• Work to be completed:
An identical copy of all the entries is the required result.
——————
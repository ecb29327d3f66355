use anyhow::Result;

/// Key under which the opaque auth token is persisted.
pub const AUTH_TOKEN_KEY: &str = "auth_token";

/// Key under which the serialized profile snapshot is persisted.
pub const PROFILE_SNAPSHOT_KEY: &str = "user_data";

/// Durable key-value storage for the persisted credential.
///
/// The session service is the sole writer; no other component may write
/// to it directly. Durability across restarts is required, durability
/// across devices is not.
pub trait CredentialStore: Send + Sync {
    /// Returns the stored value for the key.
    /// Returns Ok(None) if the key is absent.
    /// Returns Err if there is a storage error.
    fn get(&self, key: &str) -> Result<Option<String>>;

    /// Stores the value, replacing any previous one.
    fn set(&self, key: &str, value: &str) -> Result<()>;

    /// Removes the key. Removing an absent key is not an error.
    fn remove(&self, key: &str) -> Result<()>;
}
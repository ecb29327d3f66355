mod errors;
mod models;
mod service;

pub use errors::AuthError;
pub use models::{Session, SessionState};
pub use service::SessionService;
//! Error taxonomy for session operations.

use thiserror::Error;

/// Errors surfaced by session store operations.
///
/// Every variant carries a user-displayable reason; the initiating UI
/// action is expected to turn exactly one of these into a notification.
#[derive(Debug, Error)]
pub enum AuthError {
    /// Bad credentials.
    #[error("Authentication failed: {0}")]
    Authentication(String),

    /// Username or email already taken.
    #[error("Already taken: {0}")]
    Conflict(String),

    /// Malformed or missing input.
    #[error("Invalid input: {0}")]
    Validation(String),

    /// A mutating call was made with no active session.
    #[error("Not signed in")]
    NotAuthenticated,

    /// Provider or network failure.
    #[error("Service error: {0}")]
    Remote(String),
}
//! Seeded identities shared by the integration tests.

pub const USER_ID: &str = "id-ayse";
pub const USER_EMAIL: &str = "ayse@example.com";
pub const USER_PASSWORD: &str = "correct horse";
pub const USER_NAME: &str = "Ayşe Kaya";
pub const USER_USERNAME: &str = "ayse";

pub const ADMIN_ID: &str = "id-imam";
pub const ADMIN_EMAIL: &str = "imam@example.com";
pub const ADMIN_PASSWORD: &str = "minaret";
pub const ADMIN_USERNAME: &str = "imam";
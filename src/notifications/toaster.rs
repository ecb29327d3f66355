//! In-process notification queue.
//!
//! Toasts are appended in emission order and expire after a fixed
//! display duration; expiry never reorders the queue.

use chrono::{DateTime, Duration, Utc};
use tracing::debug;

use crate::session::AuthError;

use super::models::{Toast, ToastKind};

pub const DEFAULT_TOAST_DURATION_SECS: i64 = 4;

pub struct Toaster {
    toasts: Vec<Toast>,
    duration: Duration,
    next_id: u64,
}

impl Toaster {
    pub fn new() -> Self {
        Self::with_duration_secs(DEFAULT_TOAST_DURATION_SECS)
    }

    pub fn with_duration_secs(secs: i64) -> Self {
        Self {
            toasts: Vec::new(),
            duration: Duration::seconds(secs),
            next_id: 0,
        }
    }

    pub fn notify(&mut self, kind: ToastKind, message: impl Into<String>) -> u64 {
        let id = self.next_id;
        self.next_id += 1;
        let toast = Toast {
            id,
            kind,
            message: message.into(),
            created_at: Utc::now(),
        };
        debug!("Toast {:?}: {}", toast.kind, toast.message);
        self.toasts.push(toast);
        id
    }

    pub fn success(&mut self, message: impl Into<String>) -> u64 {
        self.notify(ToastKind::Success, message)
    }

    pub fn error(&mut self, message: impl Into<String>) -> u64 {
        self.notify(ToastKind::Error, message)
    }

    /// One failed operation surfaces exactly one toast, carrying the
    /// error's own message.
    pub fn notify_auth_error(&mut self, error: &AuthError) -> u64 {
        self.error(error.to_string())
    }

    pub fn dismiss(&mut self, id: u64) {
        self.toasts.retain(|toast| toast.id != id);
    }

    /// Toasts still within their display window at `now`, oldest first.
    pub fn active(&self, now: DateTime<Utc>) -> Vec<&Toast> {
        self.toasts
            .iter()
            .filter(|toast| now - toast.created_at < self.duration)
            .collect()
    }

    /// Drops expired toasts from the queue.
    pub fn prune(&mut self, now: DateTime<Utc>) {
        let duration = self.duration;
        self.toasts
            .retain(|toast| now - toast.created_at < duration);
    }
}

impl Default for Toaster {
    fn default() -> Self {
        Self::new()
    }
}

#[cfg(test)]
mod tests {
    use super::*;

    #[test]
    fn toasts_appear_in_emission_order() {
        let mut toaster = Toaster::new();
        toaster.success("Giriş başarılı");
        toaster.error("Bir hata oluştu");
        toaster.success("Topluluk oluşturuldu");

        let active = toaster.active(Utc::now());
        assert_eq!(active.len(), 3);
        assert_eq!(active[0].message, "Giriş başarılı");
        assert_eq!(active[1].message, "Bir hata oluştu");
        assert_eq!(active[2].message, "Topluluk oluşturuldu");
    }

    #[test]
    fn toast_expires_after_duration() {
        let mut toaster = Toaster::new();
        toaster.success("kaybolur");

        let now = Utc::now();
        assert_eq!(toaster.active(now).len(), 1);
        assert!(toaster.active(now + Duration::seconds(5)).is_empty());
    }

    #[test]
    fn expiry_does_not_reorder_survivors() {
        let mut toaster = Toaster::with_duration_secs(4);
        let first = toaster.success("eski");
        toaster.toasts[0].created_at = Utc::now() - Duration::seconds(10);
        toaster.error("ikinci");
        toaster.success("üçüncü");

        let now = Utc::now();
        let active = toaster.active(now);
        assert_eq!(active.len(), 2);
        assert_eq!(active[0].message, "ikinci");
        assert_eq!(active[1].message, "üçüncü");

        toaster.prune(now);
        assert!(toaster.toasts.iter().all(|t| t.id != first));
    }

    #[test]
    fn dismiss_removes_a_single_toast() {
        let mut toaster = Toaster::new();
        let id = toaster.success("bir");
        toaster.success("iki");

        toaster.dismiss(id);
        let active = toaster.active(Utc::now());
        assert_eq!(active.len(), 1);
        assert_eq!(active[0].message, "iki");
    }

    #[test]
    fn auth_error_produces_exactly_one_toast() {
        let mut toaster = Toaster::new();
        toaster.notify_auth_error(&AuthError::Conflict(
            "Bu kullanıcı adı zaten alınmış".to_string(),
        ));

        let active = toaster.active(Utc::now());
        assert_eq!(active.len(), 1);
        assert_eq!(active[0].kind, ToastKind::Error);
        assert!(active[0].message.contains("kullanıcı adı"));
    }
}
——————
• Reply to the exercise:
repository ecb29327d3f66355
use anyhow::Result;

/// Key under which the opaque auth token is persisted.
pub const AUTH_TOKEN_KEY: &str = "auth_token";

/// Key under which the serialized profile snapshot is persisted.
pub const PROFILE_SNAPSHOT_KEY: &str = "user_data";

/// Durable key-value storage for the persisted credential.
///
/// The session service is the sole writer; no other component may write
/// to it directly. Durability across restarts is required, durability
/// across devices is not.
pub trait CredentialStore: Send + Sync {
    /// Returns the stored value for the key.
    /// Returns Ok(None) if the key is absent.
    /// Returns Err if there is a storage error.
    fn get(&self, key: &str) -> Result<Option<String>>;

    /// Stores the value, replacing any previous one.
    fn set(&self, key: &str, value: &str) -> Result<()>;

    /// Removes the key. Removing an absent key is not an error.
    fn remove(&self, key: &str) -> Result<()>;
}
repository ecb29327d3f66355
mod errors;
mod models;
mod service;

pub use errors::AuthError;
pub use models::{Session, SessionState};
pub use service::SessionService;
//! Error taxonomy for session operations.

use thiserror::Error;

/// Errors surfaced by session store operations.
///
/// Every variant carries a user-displayable reason; the initiating UI
/// action is expected to turn exactly one of these into a notification.
#[derive(Debug, Error)]
pub enum AuthError {
    /// Bad credentials.
    #[error("Authentication failed: {0}")]
    Authentication(String),

    /// Username or email already taken.
    #[error("Already taken: {0}")]
    Conflict(String),

    /// Malformed or missing input.
    #[error("Invalid input: {0}")]
    Validation(String),

    /// A mutating call was made with no active session.
    #[error("Not signed in")]
    NotAuthenticated,

    /// Provider or network failure.
    #[error("Service error: {0}")]
    Remote(String),
}
//! Seeded identities shared by the integration tests.

pub const USER_ID: &str = "id-ayse";
pub const USER_EMAIL: &str = "ayse@example.com";
pub const USER_PASSWORD: &str = "correct horse";
pub const USER_NAME: &str = "Ayşe Kaya";
pub const USER_USERNAME: &str = "ayse";

pub const ADMIN_ID: &str = "id-imam";
pub const ADMIN_EMAIL: &str = "imam@example.com";
pub const ADMIN_PASSWORD: &str = "minaret";
pub const ADMIN_USERNAME: &str = "imam";
filename src/notifications/toaster.rs
repository ecb29327d3f66355
//! In-process notification queue.
//!
//! Toasts are appended in emission order and expire after a fixed
//! display duration; expiry never reorders the queue.

use chrono::{DateTime, Duration, Utc};
use tracing::debug;

use crate::session::AuthError;

use super::models::{Toast, ToastKind};

pub const DEFAULT_TOAST_DURATION_SECS: i64 = 4;

pub struct Toaster {
    toasts: Vec<Toast>,
    duration: Duration,
    next_id: u64,
}

impl Toaster {
    pub fn new() -> Self {
        Self::with_duration_secs(DEFAULT_TOAST_DURATION_SECS)
    }

    pub fn with_duration_secs(secs: i64) -> Self {
        Self {
            toasts: Vec::new(),
            duration: Duration::seconds(secs),
            next_id: 0,
        }
    }

    pub fn notify(&mut self, kind: ToastKind, message: impl Into<String>) -> u64 {
        let id = self.next_id;
        self.next_id += 1;
        let toast = Toast {
            id,
            kind,
            message: message.into(),
            created_at: Utc::now(),
        };
        debug!("Toast {:?}: {}", toast.kind, toast.message);
        self.toasts.push(toast);
        id
    }

    pub fn success(&mut self, message: impl Into<String>) -> u64 {
        self.notify(ToastKind::Success, message)
    }

    pub fn error(&mut self, message: impl Into<String>) -> u64 {
        self.notify(ToastKind::Error, message)
    }

    /// One failed operation surfaces exactly one toast, carrying the
    /// error's own message.
    pub fn notify_auth_error(&mut self, error: &AuthError) -> u64 {
        self.error(error.to_string())
    }

    pub fn dismiss(&mut self, id: u64) {
        self.toasts.retain(|toast| toast.id != id);
    }

    /// Toasts still within their display window at `now`, oldest first.
    pub fn active(&self, now: DateTime<Utc>) -> Vec<&Toast> {
        self.toasts
            .iter()
            .filter(|toast| now - toast.created_at < self.duration)
            .collect()
    }

    /// Drops expired toasts from the queue.
    pub fn prune(&mut self, now: DateTime<Utc>) {
        let duration = self.duration;
        self.toasts
            .retain(|toast| now - toast.created_at < duration);
    }
}

impl Default for Toaster {
    fn default() -> Self {
        Self::new()
    }
}

#[cfg(test)]
mod tests {
    use super::*;

    #[test]
    fn toasts_appear_in_emission_order() {
        let mut toaster = Toaster::new();
        toaster.success("Giriş başarılı");
        toaster.error("Bir hata oluştu");
        toaster.success("Topluluk oluşturuldu");

        let active = toaster.active(Utc::now());
        assert_eq!(active.len(), 3);
        assert_eq!(active[0].message, "Giriş başarılı");
        assert_eq!(active[1].message, "Bir hata oluştu");
        assert_eq!(active[2].message, "Topluluk oluşturuldu");
    }

    #[test]
    fn toast_expires_after_duration() {
        let mut toaster = Toaster::new();
        toaster.success("kaybolur");

        let now = Utc::now();
        assert_eq!(toaster.active(now).len(), 1);
        assert!(toaster.active(now + Duration::seconds(5)).is_empty());
    }

    #[test]
    fn expiry_does_not_reorder_survivors() {
        let mut toaster = Toaster::with_duration_secs(4);
        let first = toaster.success("eski");
        toaster.toasts[0].created_at = Utc::now() - Duration::seconds(10);
        toaster.error("ikinci");
        toaster.success("üçüncü");

        let now = Utc::now();
        let active = toaster.active(now);
        assert_eq!(active.len(), 2);
        assert_eq!(active[0].message, "ikinci");
        assert_eq!(active[1].message, "üçüncü");

        toaster.prune(now);
        assert!(toaster.toasts.iter().all(|t| t.id != first));
    }

    #[test]
    fn dismiss_removes_a_single_toast() {
        let mut toaster = Toaster::new();
        let id = toaster.success("bir");
        toaster.success("iki");

        toaster.dismiss(id);
        let active = toaster.active(Utc::now());
        assert_eq!(active.len(), 1);
        assert_eq!(active[0].message, "iki");
    }

    #[test]
    fn auth_error_produces_exactly_one_toast() {
        let mut toaster = Toaster::new();
        toaster.notify_auth_error(&AuthError::Conflict(
            "Bu kullanıcı adı zaten alınmış".to_string(),
        ));

        let active = toaster.active(Utc::now());
        assert_eq!(active.len(), 1);
        assert_eq!(active[0].kind, ToastKind::Error);
        assert!(active[0].message.contains("kullanıcı adı"));
    }
}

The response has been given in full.